## Directions for this task
Write out the entries again. Match each one exactly.
════
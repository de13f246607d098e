//! Error types for the collection store

use std::io;
use std::path::PathBuf;
use thiserror::Error;

/// Result type alias for storage operations
pub type Result<T> = std::result::Result<T, Error>;

/// Errors raised by the store and its transactions
#[derive(Debug, Error)]
pub enum Error {
    /// Another process holds the collection lock
    #[error("the collection at '{}' is already in use by another process", .0.display())]
    Locked(PathBuf),

    /// The catalog file could not be parsed
    #[error("the catalog {} is corrupt: {reason}", .path.display())]
    CorruptCatalog {
        /// Catalog file
        path: PathBuf,
        /// Parser message
        reason: String,
    },

    /// The catalog changed since the transaction began
    #[error("the collection was modified by another transaction")]
    Conflict,

    /// Insert of a key that is already taken
    #[error("a record with key '{0}' already exists")]
    DuplicateKey(String),

    /// Lookup of a key that does not exist
    #[error("there is no record with key '{0}'")]
    RecordNotFound(String),

    /// Creating a tag that is already registered
    #[error("the tag '{0}' already exists")]
    DuplicateTag(String),

    /// Referring to a tag that is not registered
    #[error("the tag '{0}' does not exist")]
    TagNotFound(String),

    /// Record folder exists and overwriting was not requested
    #[error("the record folder {} already exists", .0.display())]
    FolderExists(PathBuf),

    /// Record JSON file not found
    #[error("the record file {} was not found", .0.display())]
    RecordFileNotFound(PathBuf),

    /// Invalid record data
    #[error(transparent)]
    Core(#[from] bibliophant_core::Error),

    /// I/O error
    #[error("I/O error: {0}")]
    Io(#[from] io::Error),
}

impl From<serde_json::Error> for Error {
    fn from(e: serde_json::Error) -> Self {
        Error::Core(e.into())
    }
}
════
## Result for this task
repository de13f246607d098e
//! Error types for the collection store

use std::io;
use std::path::PathBuf;
use thiserror::Error;

/// Result type alias for storage operations
pub type Result<T> = std::result::Result<T, Error>;

/// Errors raised by the store and its transactions
#[derive(Debug, Error)]
pub enum Error {
    /// Another process holds the collection lock
    #[error("the collection at '{}' is already in use by another process", .0.display())]
    Locked(PathBuf),

    /// The catalog file could not be parsed
    #[error("the catalog {} is corrupt: {reason}", .path.display())]
    CorruptCatalog {
        /// Catalog file
        path: PathBuf,
        /// Parser message
        reason: String,
    },

    /// The catalog changed since the transaction began
    #[error("the collection was modified by another transaction")]
    Conflict,

    /// Insert of a key that is already taken
    #[error("a record with key '{0}' already exists")]
    DuplicateKey(String),

    /// Lookup of a key that does not exist
    #[error("there is no record with key '{0}'")]
    RecordNotFound(String),

    /// Creating a tag that is already registered
    #[error("the tag '{0}' already exists")]
    DuplicateTag(String),

    /// Referring to a tag that is not registered
    #[error("the tag '{0}' does not exist")]
    TagNotFound(String),

    /// Record folder exists and overwriting was not requested
    #[error("the record folder {} already exists", .0.display())]
    FolderExists(PathBuf),

    /// Record JSON file not found
    #[error("the record file {} was not found", .0.display())]
    RecordFileNotFound(PathBuf),

    /// Invalid record data
    #[error(transparent)]
    Core(#[from] bibliophant_core::Error),

    /// I/O error
    #[error("I/O error: {0}")]
    Io(#[from] io::Error),
}

impl From<serde_json::Error> for Error {
    fn from(e: serde_json::Error) -> Self {
        Error::Core(e.into())
    }
}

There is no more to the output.